Sugar stocks extend decline as govt restricts exports. All you need to know
Shares of most sugar companies dropped again on Wednesday, stretching their losses for a second day, after the central government on Tuesday imposed restrictions on exports to ensure adequate food supplies in the country.
Shree Renuka Sugars, Bajaj Hindusthan Sugar, Balrampur Chini Mills, Mawana Sugars, Ugar Sugar Works, Uttam Sugar Mills and Dwarikesh Sugar were all down in morning trade on Wednesday.
Dwarikesh Sugar was more than 8% lower while shares of Balrampur Chini, Dalmia Sugar and Triveni Engineering were more than 6% lower each.
Mawana Sugars, Dhampur Sugar, Ugar Sugar and Avadh Sugar were down 5% each while Shree Renuka, Bajaj Hindusthan and Andhra Sugar were each trading 3% lower.
But why are sugar stocks falling?
The shares fell after the government decided to restrict export of sugar to 10 million tonnes with a view to maintain domestic availability and price stability during the sugar season 2021-22 (October-September).
As per the order issued by the Directorate General of Foreign Trade (DGFT), with effect from June 1 till October 31, or until further orders, sugar exports will be allowed only with permission of the Directorate of Sugar, Department of Food and Public Distribution.
Barring the recent fall, how have sugar stocks performed over the past year or so?
Sugar stocks have outperformed the benchmark indices and most other sectors. According to Bloomberg, an index of 15 top sugar stocks is trading above the 3-standard deviation line over an eight-year period, thanks in part to rising exports. Many companies like Dwarikesh Sugar, Uttam Sugar Mills and Mawana are up more than 50% year to date.
Shares of Shree Renuka, India’s most valued sugar company, are trading around three times the 52-week low even after falling by a third since their 52-week high.
Why did the government restrict exports till October-end?
This is to match the sugar season in India. Each agriculture crop has a different season, and depends on sowing and harvesting. The sugar season in India starts from October and ends the following September.
Typically, sugar mills in Karnataka start crushing in the last week of October. Mills in Maharashtra begin in the last week of October to early November while Uttar Pradesh mills start in November.
This means that generally, up to November, supply of sugar takes place from previous year’s stock. The government has restricted exports until the end of the current season, so that it has enough inventory for the initial months of the new season.
So, how much does India need to meet local supply?
India’s domestic monthly requirement is around 2.4 million tonnes during the festive months of October-December. This means the country must have a stock of 6.0-6.5 million tonnes for two-three months.

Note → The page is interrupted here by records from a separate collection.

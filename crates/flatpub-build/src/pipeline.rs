//! Flatpak OCI create-and-publish pipeline
//!
//! Turns the filesystem image produced by the Dockerfile build into a
//! Flatpak OCI image, resolves its image ID, copies it into the internal
//! container storage and records export metadata for later stages.
//!
//! The pipeline is an explicit state machine. [`PublishPipeline::step`]
//! performs exactly one transition; [`PublishPipeline::run`] drives it to a
//! terminal [`Stage`]. Any error moves the pipeline to [`Stage::Failed`] and
//! is returned wrapped in [`BuildError::Stage`].

use crate::builder::{BuilderFactory, BuilderSettings, BuiltContainer, FlatpakBuilder};
use crate::error::{BuildError, Result};
use crate::export::{ExportedFilesystem, FilesystemExporter};
use crate::labels::{LabelType, Labels};
use crate::metadata::{ExportedImage, ImageType, describe_exported_image};
use crate::skopeo::Skopeo;
use crate::workflow::{FlatpakSourceInfo, WorkflowData};
use flatpub_config::{FlatpakMetadata, FlatpubConfig};
use std::fmt;
use std::path::PathBuf;

/// Key this stage is registered under; also prefixes storage names
pub const PLUGIN_KEY: &str = "flatpak_create_oci";

#[derive(Debug, Clone, Copy, PartialEq, Eq)]
pub enum Stage {
    PreconditionCheck,
    SourceResolution,
    BuilderInit,
    Export,
    ComponentExtraction,
    ImageAssembly,
    OldImageRetirement,
    IdentityResolution,
    Naming,
    StoragePublish,
    MetadataRecording,
    Completed,
    Skipped,
    Failed,
}

impl Stage {
    pub fn is_terminal(self) -> bool {
        matches!(self, Stage::Completed | Stage::Skipped | Stage::Failed)
    }
}

impl fmt::Display for Stage {
    fn fmt(&self, f: &mut fmt::Formatter<'_>) -> fmt::Result {
        let name = match self {
            Stage::PreconditionCheck => "precondition-check",
            Stage::SourceResolution => "source-resolution",
            Stage::BuilderInit => "builder-init",
            Stage::Export => "export",
            Stage::ComponentExtraction => "component-extraction",
            Stage::ImageAssembly => "image-assembly",
            Stage::OldImageRetirement => "old-image-retirement",
            Stage::IdentityResolution => "identity-resolution",
            Stage::Naming => "naming",
            Stage::StoragePublish => "storage-publish",
            Stage::MetadataRecording => "metadata-recording",
            Stage::Completed => "completed",
            Stage::Skipped => "skipped",
            Stage::Failed => "failed",
        };
        f.write_str(name)
    }
}

#[derive(Debug, Clone)]
pub struct PipelineSettings {
    /// containers/image transport of the internal storage
    pub storage_transport: String,
    pub extraction_path: String,
    pub flatpak_metadata: FlatpakMetadata,
}

impl From<&FlatpubConfig> for PipelineSettings {
    fn from(config: &FlatpubConfig) -> Self {
        Self {
            storage_transport: config.storage_transport.clone(),
            extraction_path: config.extraction_path.clone(),
            flatpak_metadata: config.flatpak_metadata,
        }
    }
}

#[derive(Debug, Clone, PartialEq, Eq)]
pub struct PublishSummary {
    pub ref_name: String,
    pub image_id: String,
    /// Full destination reference, `<transport>:<name>:<tag>`
    pub storage_ref: String,
    pub oci_path: PathBuf,
    pub tarred_oci_path: PathBuf,
}

#[derive(Debug, Clone, PartialEq, Eq)]
pub enum PipelineOutcome {
    Skipped,
    Completed(PublishSummary),
}

/// Values carried between stages of a single run
#[derive(Default)]
struct RunState {
    source: Option<FlatpakSourceInfo>,
    builder: Option<Box<dyn FlatpakBuilder>>,
    exported: Option<ExportedFilesystem>,
    built: Option<BuiltContainer>,
    image_id: Option<String>,
    storage: Option<(String, String)>,
    storage_ref: Option<String>,
    records: Vec<ExportedImage>,
    summary: Option<PublishSummary>,
}

fn missing(what: &str) -> BuildError {
    BuildError::InvalidConfig(format!("{} is not available at this stage", what))
}

pub struct PublishPipeline {
    settings: PipelineSettings,
    exporter: Box<dyn FilesystemExporter>,
    builders: Box<dyn BuilderFactory>,
    skopeo: Skopeo,
    stage: Stage,
    state: RunState,
}

impl PublishPipeline {
    pub fn new(
        settings: PipelineSettings,
        exporter: Box<dyn FilesystemExporter>,
        builders: Box<dyn BuilderFactory>,
        skopeo: Skopeo,
    ) -> Self {
        Self {
            settings,
            exporter,
            builders,
            skopeo,
            stage: Stage::PreconditionCheck,
            state: RunState::default(),
        }
    }

    pub fn stage(&self) -> Stage {
        self.stage
    }

    pub fn summary(&self) -> Option<&PublishSummary> {
        self.state.summary.as_ref()
    }

    /// Drive the pipeline to a terminal stage
    pub async fn run(&mut self, workflow: &mut WorkflowData) -> Result<PipelineOutcome> {
        loop {
            match self.step(workflow).await? {
                Stage::Skipped => return Ok(PipelineOutcome::Skipped),
                Stage::Completed => {
                    let summary = self
                        .state
                        .summary
                        .clone()
                        .ok_or_else(|| missing("publish summary"))?;
                    return Ok(PipelineOutcome::Completed(summary));
                }
                Stage::Failed => {
                    return Err(BuildError::InvalidConfig(
                        "pipeline has already failed; start a new run".to_string(),
                    ));
                }
                _ => {}
            }
        }
    }

    /// Perform one transition and return the new stage
    pub async fn step(&mut self, workflow: &mut WorkflowData) -> Result<Stage> {
        let current = self.stage;
        if current.is_terminal() {
            return Ok(current);
        }

        match self.advance(current, workflow).await {
            Ok(next) => {
                tracing::debug!("{} -> {}", current, next);
                self.stage = next;
                Ok(next)
            }
            Err(e) => {
                tracing::error!("{} stage failed: {}", current, e);
                self.stage = Stage::Failed;
                self.state = RunState::default();
                Err(BuildError::Stage {
                    stage: current,
                    source: Box::new(e),
                })
            }
        }
    }

    async fn advance(&mut self, stage: Stage, workflow: &mut WorkflowData) -> Result<Stage> {
        match stage {
            Stage::PreconditionCheck => {
                if !workflow.is_flatpak_build() {
                    tracing::info!("not flatpak build, skipping plugin");
                    return Ok(Stage::Skipped);
                }
                Ok(Stage::SourceResolution)
            }

            Stage::SourceResolution => {
                let source = workflow.flatpak_source().cloned().ok_or_else(|| {
                    BuildError::PrerequisiteMissing(format!(
                        "flatpak_create_dockerfile must be run before {}",
                        PLUGIN_KEY
                    ))
                })?;
                self.state.source = Some(source);
                Ok(Stage::BuilderInit)
            }

            Stage::BuilderInit => {
                let source = self.state.source.as_ref().ok_or_else(|| missing("source"))?;
                let settings = BuilderSettings {
                    workdir: workflow.workdir.clone(),
                    extraction_path: self.settings.extraction_path.clone(),
                    flatpak_metadata: self.settings.flatpak_metadata,
                };
                let mut builder = self.builders.create(source, &settings);
                builder.add_labels(&workflow.labels);
                self.state.builder = Some(builder);
                Ok(Stage::Export)
            }

            Stage::Export => {
                let exported = self
                    .exporter
                    .export(workflow.image_id.as_deref(), &workflow.workdir)
                    .await?;
                tracing::info!("filesystem tarfile written to {}", exported.tarball.display());
                tracing::info!("manifest written to {}", exported.manifest.display());
                self.state.exported = Some(exported);
                Ok(Stage::ComponentExtraction)
            }

            Stage::ComponentExtraction => {
                let builder = self.state.builder.as_ref().ok_or_else(|| missing("builder"))?;
                let exported = self.state.exported.as_ref().ok_or_else(|| missing("export"))?;
                let components = builder.get_components(&exported.manifest).await?;
                tracing::info!("{} image components recorded", components.len());
                workflow.image_components = Some(components);
                Ok(Stage::ImageAssembly)
            }

            Stage::ImageAssembly => {
                let builder = self.state.builder.as_ref().ok_or_else(|| missing("builder"))?;
                let exported = self.state.exported.as_ref().ok_or_else(|| missing("export"))?;
                let built = builder.build_container(&exported.tarball).await?;
                tracing::info!("Built Flatpak {}", built.ref_name);
                self.state.built = Some(built);
                Ok(Stage::OldImageRetirement)
            }

            Stage::OldImageRetirement => {
                match workflow.image_id.clone() {
                    Some(old) => {
                        tracing::info!("Marking filesystem image \"{}\" for removal", old);
                        workflow.defer_removal(&old);
                    }
                    None => tracing::debug!("No filesystem image to mark for removal"),
                }
                Ok(Stage::IdentityResolution)
            }

            Stage::IdentityResolution => {
                let built = self.state.built.as_ref().ok_or_else(|| missing("built image"))?;
                let image_id = self.skopeo.image_id(&built.oci_path).await?;
                tracing::info!("New OCI image ID is {}", image_id);
                workflow.image_id = Some(image_id.clone());
                self.state.image_id = Some(image_id);
                Ok(Stage::Naming)
            }

            Stage::Naming => {
                let labels = Labels::new(&workflow.labels);
                let name = labels.value(LabelType::Name)?;
                let version = labels.value(LabelType::Version)?;
                let release = labels.value(LabelType::Release)?;

                self.state.storage = Some((
                    format!("{}-{}", PLUGIN_KEY, name),
                    format!("{}-{}", version, release),
                ));
                Ok(Stage::StoragePublish)
            }

            Stage::StoragePublish => {
                let built = self.state.built.as_ref().ok_or_else(|| missing("built image"))?;
                let (name, tag) = self.state.storage.as_ref().ok_or_else(|| missing("storage name"))?;

                // Describe both artifacts before anything durable happens
                let records = vec![
                    describe_exported_image(built.oci_path.clone(), ImageType::Oci)
                        .await?
                        .with_ref_name(&built.ref_name),
                    describe_exported_image(built.tarred_oci_path.clone(), ImageType::OciTar)
                        .await?
                        .with_ref_name(&built.ref_name),
                ];

                // The OCI image ID is tracked by the workflow and removed at exit,
                // so the storage copy needs no removal marker of its own.
                let storage_ref = self
                    .skopeo
                    .copy_to_storage(&built.oci_path, &self.settings.storage_transport, name, tag)
                    .await?;

                self.state.records = records;
                self.state.storage_ref = Some(storage_ref);
                Ok(Stage::MetadataRecording)
            }

            Stage::MetadataRecording => {
                let built = self.state.built.as_ref().ok_or_else(|| missing("built image"))?;
                let image_id = self.state.image_id.clone().ok_or_else(|| missing("image ID"))?;
                let storage_ref = self
                    .state
                    .storage_ref
                    .clone()
                    .ok_or_else(|| missing("storage reference"))?;

                workflow
                    .exported_image_sequence
                    .extend(std::mem::take(&mut self.state.records));
                tracing::info!("OCI image is available as {}", built.oci_path.display());
                tracing::info!("OCI tarfile is available as {}", built.tarred_oci_path.display());

                self.state.summary = Some(PublishSummary {
                    ref_name: built.ref_name.clone(),
                    image_id,
                    storage_ref,
                    oci_path: built.oci_path.clone(),
                    tarred_oci_path: built.tarred_oci_path.clone(),
                });
                Ok(Stage::Completed)
            }

            Stage::Completed | Stage::Skipped | Stage::Failed => Ok(stage),
        }
    }
}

The government’s ban will ensure that the closing stock of sugar at the end of the current sugar season (September 30, 2022) will be around 6.0-6.5 million tonnes.
Have sugar exports from India risen in recent years?
Yes, they have. India has been the highest producer and the second-largest exporter of sugar in the world in the current year. The decision to cap exports came in the light of record exports of the commodity.
India exported only about 0.62 million tonnes in the sugar season 2017-18. Shipments jumped to 3.8 million tonnes and 5.96 million tonnes during the 2018-19 and 2019-20 seasons.
In sugar season 2020-21, against a target of 6 million tonnes, about 7 million tonnes have been exported.
In the current sugar season 2021-22, contracts for export of about 9 million tonnes have been signed. Of this, about 8.2 million tonnes have been dispatched from sugar mills for export and about 7.8 million tonnes have been exported. Export of sugar in the current season is the highest ever, the government said.
The government also said that it restricted exports taking into consideration the “unprecedented growth” in sugar shipments and the need to maintain sufficient stock in the country as well as to keep prices of sugar under check.
Are sugar prices rising in the country?
The government says it has been continuously monitoring the situation in sugar sector including sugar production, consumption, export as well as price trends in wholesale and retail markets.
In the last 12 months, prices of sugar have remained under control. Wholesale prices of sugar have ranged between Rs 3,150 and Rs 3,500 per quintal while retail prices are in the range of Rs 36-44 in different parts of the country.